En algunos momentos, el afán demoledor llegó a parecerse a aquel con que las ciudades del siglo XIX derribaban las murallas medievales; o a aquel con que un ser humano en crisis existencial quema hasta la última porción de una identidad abandonada cuyas trazas lo avergüenzan. La hoy apreciadísima Ciudadela de Capua, antiguo conjunto de viviendas obreras ubicado en pleno centro de la ciudad y de la que hoy se elogia universalmente el mérito y el buen gusto de su musealización, no se convirtió en un aparcamiento, pretensión inicial del concejal socialista de Urbanismo Jesús Morales, por el convencimiento y la insistencia del grupo municipal de Izquierda Unida de que «una ciudad no puede perder su historia y Gijón [debía] conservar un vestigio de lo que fueron sus orígenes obreros y su industrialización». Las administraciones de los años noventa volcaban esfuerzos en conferirle a Gijón una identidad completamente nueva que, renegando del pasado reciente, ponía sus miras por igual en el pasado remoto y el futuro, lo que encontrará sus emblemas en las Termas Romanas y el Elogio del horizonte de Eduardo Chillida, musealizadas las primeras y construido el segundo al mismo tiempo.
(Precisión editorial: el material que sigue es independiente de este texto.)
//! Transactional migration runner
//!
//! Every step runs in its own transaction: the step's procedure and the
//! version-store update commit together or not at all. A failed step is
//! rolled back and ends the run, leaving the store at the last committed
//! version so a later run resumes from there.

use crate::change::{BoxedChange, Registry};
use crate::error::{StorageError, StorageResult};
use crate::version_store::{AppliedMigration, SchemaVersionStore};
use sea_orm::{DatabaseConnection as SeaConnection, TransactionTrait};
use std::fmt;
use std::time::{Duration, Instant};
use tracing::{error, info, warn};
use upstep_core::{
    CoreResult, MigrationDescriptor, MigrationError, TargetVersion, Version, VersionGraph,
};

/// A step that committed
#[derive(Debug, Clone, PartialEq, Eq)]
pub struct AppliedStep {
    pub from: Version,
    pub to: Version,
    pub duration: Duration,
}

/// Outcome of a run that got as far as applying steps
#[derive(Debug)]
pub struct MigrationReport {
    pub start: Version,
    pub target: Version,
    pub applied: Vec<AppliedStep>,
    /// Version actually reached
    pub final_version: Version,
    /// Failure of the step that stopped the run, if any
    pub error: Option<MigrationError>,
}

impl MigrationReport {
    fn new(start: Version, target: Version) -> Self {
        Self {
            start,
            target,
            applied: Vec::new(),
            final_version: start,
            error: None,
        }
    }

    pub fn applied_steps(&self) -> usize {
        self.applied.len()
    }

    pub fn is_success(&self) -> bool {
        self.error.is_none() && self.final_version == self.target
    }

    /// The step failure as an `Err`, otherwise the report
    pub fn into_result(mut self) -> CoreResult<Self> {
        match self.error.take() {
            Some(err) => Err(err),
            None => Ok(self),
        }
    }
}

/// Steps a run would apply, computed without writing anything
#[derive(Debug, Clone, PartialEq, Eq)]
pub struct MigrationPlan {
    pub current: Version,
    pub target: Version,
    pub steps: Vec<(Version, Version)>,
}

impl fmt::Display for MigrationPlan {
    fn fmt(&self, f: &mut fmt::Formatter<'_>) -> fmt::Result {
        writeln!(f, "{} -> {} ({} steps)", self.current, self.target, self.steps.len())?;
        for (from, to) in &self.steps {
            writeln!(f, "  {} -> {}", from, to)?;
        }
        Ok(())
    }
}

/// Where the installation stands relative to the registry
#[derive(Debug, Clone, PartialEq, Eq)]
pub struct MigrationStatus {
    pub current: Version,
    /// `None` for an empty registry
    pub highest: Option<Version>,
    /// Steps between `current` and `highest`
    pub pending: usize,
    /// Whether `highest` can be reached from `current`
    pub reachable: bool,
}

impl MigrationStatus {
    pub fn is_up_to_date(&self) -> bool {
        self.highest.map_or(true, |highest| highest == self.current)
    }
}

/// Applies registry paths against one database
pub struct MigrationRunner {
    graph: VersionGraph<BoxedChange>,
    store: SchemaVersionStore,
    db: SeaConnection,
}

impl MigrationRunner {
    /// Fails with [`MigrationError::CyclicRegistry`] before touching the database
    pub fn new(
        registry: Registry,
        store: SchemaVersionStore,
        db: impl Into<SeaConnection>,
    ) -> CoreResult<Self> {
        Ok(Self {
            graph: VersionGraph::build(registry)?,
            store,
            db: db.into(),
        })
    }

    pub fn graph(&self) -> &VersionGraph<BoxedChange> {
        &self.graph
    }

    pub fn registry(&self) -> &Registry {
        self.graph.registry()
    }

    pub fn store(&self) -> &SchemaVersionStore {
        &self.store
    }

    pub fn connection(&self) -> &SeaConnection {
        &self.db
    }

    /// Create the version record at `baseline` unless one exists
    pub async fn initialize(&self, baseline: Version) -> CoreResult<bool> {
        let txn = self.db.begin().await.map_err(MigrationError::store)?;
        match self.store.ensure_initialized(baseline, &txn).await {
            Ok(seeded) => {
                txn.commit().await.map_err(MigrationError::store)?;
                Ok(seeded)
            }
            Err(err) => {
                rollback_quietly(txn).await;
                Err(err.into_migration_error())
            }
        }
    }

    pub async fn current_version(&self) -> CoreResult<Version> {
        self.store
            .get_current(&self.db)
            .await
            .map_err(StorageError::into_migration_error)
    }

    pub async fn history(&self) -> CoreResult<Vec<AppliedMigration>> {
        self.store
            .history(&self.db)
            .await
            .map_err(StorageError::into_migration_error)
    }

    /// Resolve `target` and the path to it exactly as [`migrate`](Self::migrate) would
    pub async fn plan(&self, target: TargetVersion) -> CoreResult<MigrationPlan> {
        let target = self.graph.resolve_target(target)?;
        let current = self.current_version().await?;
        let path = self.graph.find_path(current, target)?;

        Ok(MigrationPlan {
            current,
            target,
            steps: path
                .iter()
                .map(|step| (step.from_version(), step.to_version()))
                .collect(),
        })
    }

    pub async fn status(&self) -> CoreResult<MigrationStatus> {
        let current = self.current_version().await?;
        let highest = match self.graph.max_version() {
            Ok(version) => Some(version),
            Err(MigrationError::EmptyVersionSet) => None,
            Err(err) => return Err(err),
        };

        let (pending, reachable) = match highest {
            Some(highest) if highest != current => match self.graph.find_path(current, highest) {
                Ok(path) => (path.len(), true),
                Err(MigrationError::NoPathFound { .. }) => (0, false),
                Err(err) => return Err(err),
            },
            _ => (0, true),
        };

        Ok(MigrationStatus {
            current,
            highest,
            pending,
            reachable,
        })
    }

    /// Move the installation to `target`
    ///
    /// Outcomes decided before any step runs (bad target, already there, no
    /// path, unreadable store) come back as `Err` with nothing written. Once
    /// steps start, the run always yields a report; a failed step is recorded
    /// in [`MigrationReport::error`].
    pub async fn migrate(&self, target: TargetVersion) -> CoreResult<MigrationReport> {
        let target = self.graph.resolve_target(target)?;
        let current = self.current_version().await?;
        let path = self.graph.find_path(current, target)?;

        info!(from = %current, to = %target, steps = path.len(), "Starting migration: {}", path);

        let mut report = MigrationReport::new(current, target);
        for step in path.iter() {
            let (from, to) = (step.from_version(), step.to_version());
            let started = Instant::now();

            match self.apply_step(step).await {
                Ok(()) => {
                    let duration = started.elapsed();
                    info!(%from, %to, elapsed_ms = duration.as_millis(), "Applied migration step");
                    report.applied.push(AppliedStep { from, to, duration });
                    report.final_version = to;
                }
                Err(err) => {
                    error!(%from, %to, error = %err, "Migration step failed and was rolled back");
                    report.error = Some(MigrationError::step_failed(from, to, err));
                    break;
                }
            }
        }

        if report.error.is_none() {
            info!(version = %report.final_version, steps = report.applied_steps(), "Migration complete");
        }
        Ok(report)
    }

    async fn apply_step(&self, step: &MigrationDescriptor<BoxedChange>) -> StorageResult<()> {
        let txn = self.db.begin().await?;

        let outcome = async {
            step.procedure().apply(&txn).await?;
            self.store
                .record_step(step.from_version(), step.to_version(), &txn)
                .await
        }
        .await;

        match outcome {
            Ok(()) => {
                txn.commit().await?;
                Ok(())
            }
            Err(err) => {
                rollback_quietly(txn).await;
                Err(err)
            }
        }
    }
}

async fn rollback_quietly(txn: sea_orm::DatabaseTransaction) {
    if let Err(err) = txn.rollback().await {
        warn!("Rollback failed: {}", err);
    }
}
En ambos casos, desencadenando cierta contestación social: la generada respectivamente por la remodelación del Campo Valdés a que obligaba el abrir las termas a las visitas y la incomprensión que siempre rodea al arte contemporáneo y, como no podía ser de otro modo, motivó aquella escultura que acabaría conociéndose popularmente como Váter de King Kong. Entretanto, a María Moro Piñeiro, experta en patrimonio industrial, le tocaba asistir, como recuerda hoy con pesar, a «la ruina de la Azucarera de Gijón, y ver la máquina de vapor vandalizada acabar en la chatarra; parte de los archivos», recuerda, «pude salvarlos cuando la ruina era inminente. También presencié el derribo de la fábrica del gas de Gijón, cuya documentación gráfica terminó en la calle entre los restos del derribo y que conservo en casa».
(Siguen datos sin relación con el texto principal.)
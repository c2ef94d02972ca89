//! `upstep config validate` / `upstep config generate`

use super::Outcome;
use anyhow::{Context, Result};
use std::fs;
use std::path::Path;
use tracing::{error, info};
use upstep_config::{ConfigLoader, UpstepConfig};

/// Handle configuration validation
pub fn validate(config_file: &Path) -> Result<Outcome> {
    info!("Validating configuration file: {:?}", config_file);

    if !config_file.exists() {
        return Err(anyhow::anyhow!(
            "Configuration file not found: {:?}",
            config_file
        ));
    }

    match ConfigLoader::new().from_file(config_file) {
        Ok(_config) => {
            println!("✅ Configuration file is valid");
            info!("Configuration validation passed");
            Ok(Outcome::Success)
        }
        Err(e) => {
            println!("❌ Configuration validation failed: {}", e);
            error!("Configuration validation failed: {}", e);
            Ok(Outcome::Failed)
        }
    }
}

/// Handle configuration generation
pub fn generate(output: &Path, force: bool) -> Result<Outcome> {
    info!("Generating configuration at: {:?}", output);

    if output.exists() && !force {
        return Err(anyhow::anyhow!(
            "Output file already exists: {:?}. Use --force to overwrite.",
            output
        ));
    }

    if let Some(parent) = output.parent() {
        fs::create_dir_all(parent).context("Failed to create output directory")?;
    }

    let content = format!(
        "# upstep configuration\n# Environment variables prefixed with UPSTEP_ override these values.\n{}",
        UpstepConfig::generate_sample()
    );
    fs::write(output, content)
        .with_context(|| format!("Failed to write configuration to {:?}", output))?;

    println!("✅ Configuration written to {:?}", output);
    Ok(Outcome::Success)
}

#[cfg(test)]
mod tests {
    use super::*;
    use tempfile::TempDir;

    #[test]
    fn test_generate_then_validate() {
        let dir = TempDir::new().unwrap();
        let output = dir.path().join("conf").join("upstep.yaml");

        assert_eq!(generate(&output, false).unwrap(), Outcome::Success);
        assert_eq!(validate(&output).unwrap(), Outcome::Success);
    }

    #[test]
    fn test_generate_refuses_overwrite_without_force() {
        let dir = TempDir::new().unwrap();
        let output = dir.path().join("upstep.yaml");
        fs::write(&output, "existing").unwrap();

        assert!(generate(&output, false).is_err());
        assert_eq!(fs::read_to_string(&output).unwrap(), "existing");
        assert_eq!(generate(&output, true).unwrap(), Outcome::Success);
    }

    #[test]
    fn test_validate_reports_domain_errors() {
        let dir = TempDir::new().unwrap();
        let file = dir.path().join("bad.yaml");
        fs::write(&file, "migrations:\n  baseline_version: latest\n").unwrap();

        assert_eq!(validate(&file).unwrap(), Outcome::Failed);
        assert!(validate(&dir.path().join("missing.yaml")).is_err());
    }
}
Los últimos años no parecen haber modificado este panorama de desprecio: para la mina de La Camocha, importante santuario de la industria asturiana y de la historia del movimiento obrero español (allá nació a finales de los cincuenta una de las primeras comisiones obreras), llegó a anunciarse en 2011 una demolición y voraz achatarramiento que ni siquiera salvaba su castillete, lo que generó protestas vecinales y sindicales vertebradas por una plataforma impulsada por el historiador Rubén Vega, el Colectivo para la Defensa del Patrimonio Industrial. Estas lograron paralizar las acometidas de la piqueta y la mina sigue en pie, pero en desolador estado de abandono que evidencia la incomprensión y desidia que siguen envolviendo al patrimonio fabril. Tal vez con él acabe ocurriendo lo que con las murallas medievales, de las que la casi universal demolición entusiasta —a la que sucedió en muchos lugares la apertura de calles bautizadas La Muralla, como ocurrió, por ejemplo, en Avilés— acabó dando paso a una nueva sensibilidad horrorizada ante aquel furor destructivo, y que corrió a preservar cualquier minúscula brizna de muro que hubiera sobrevivido.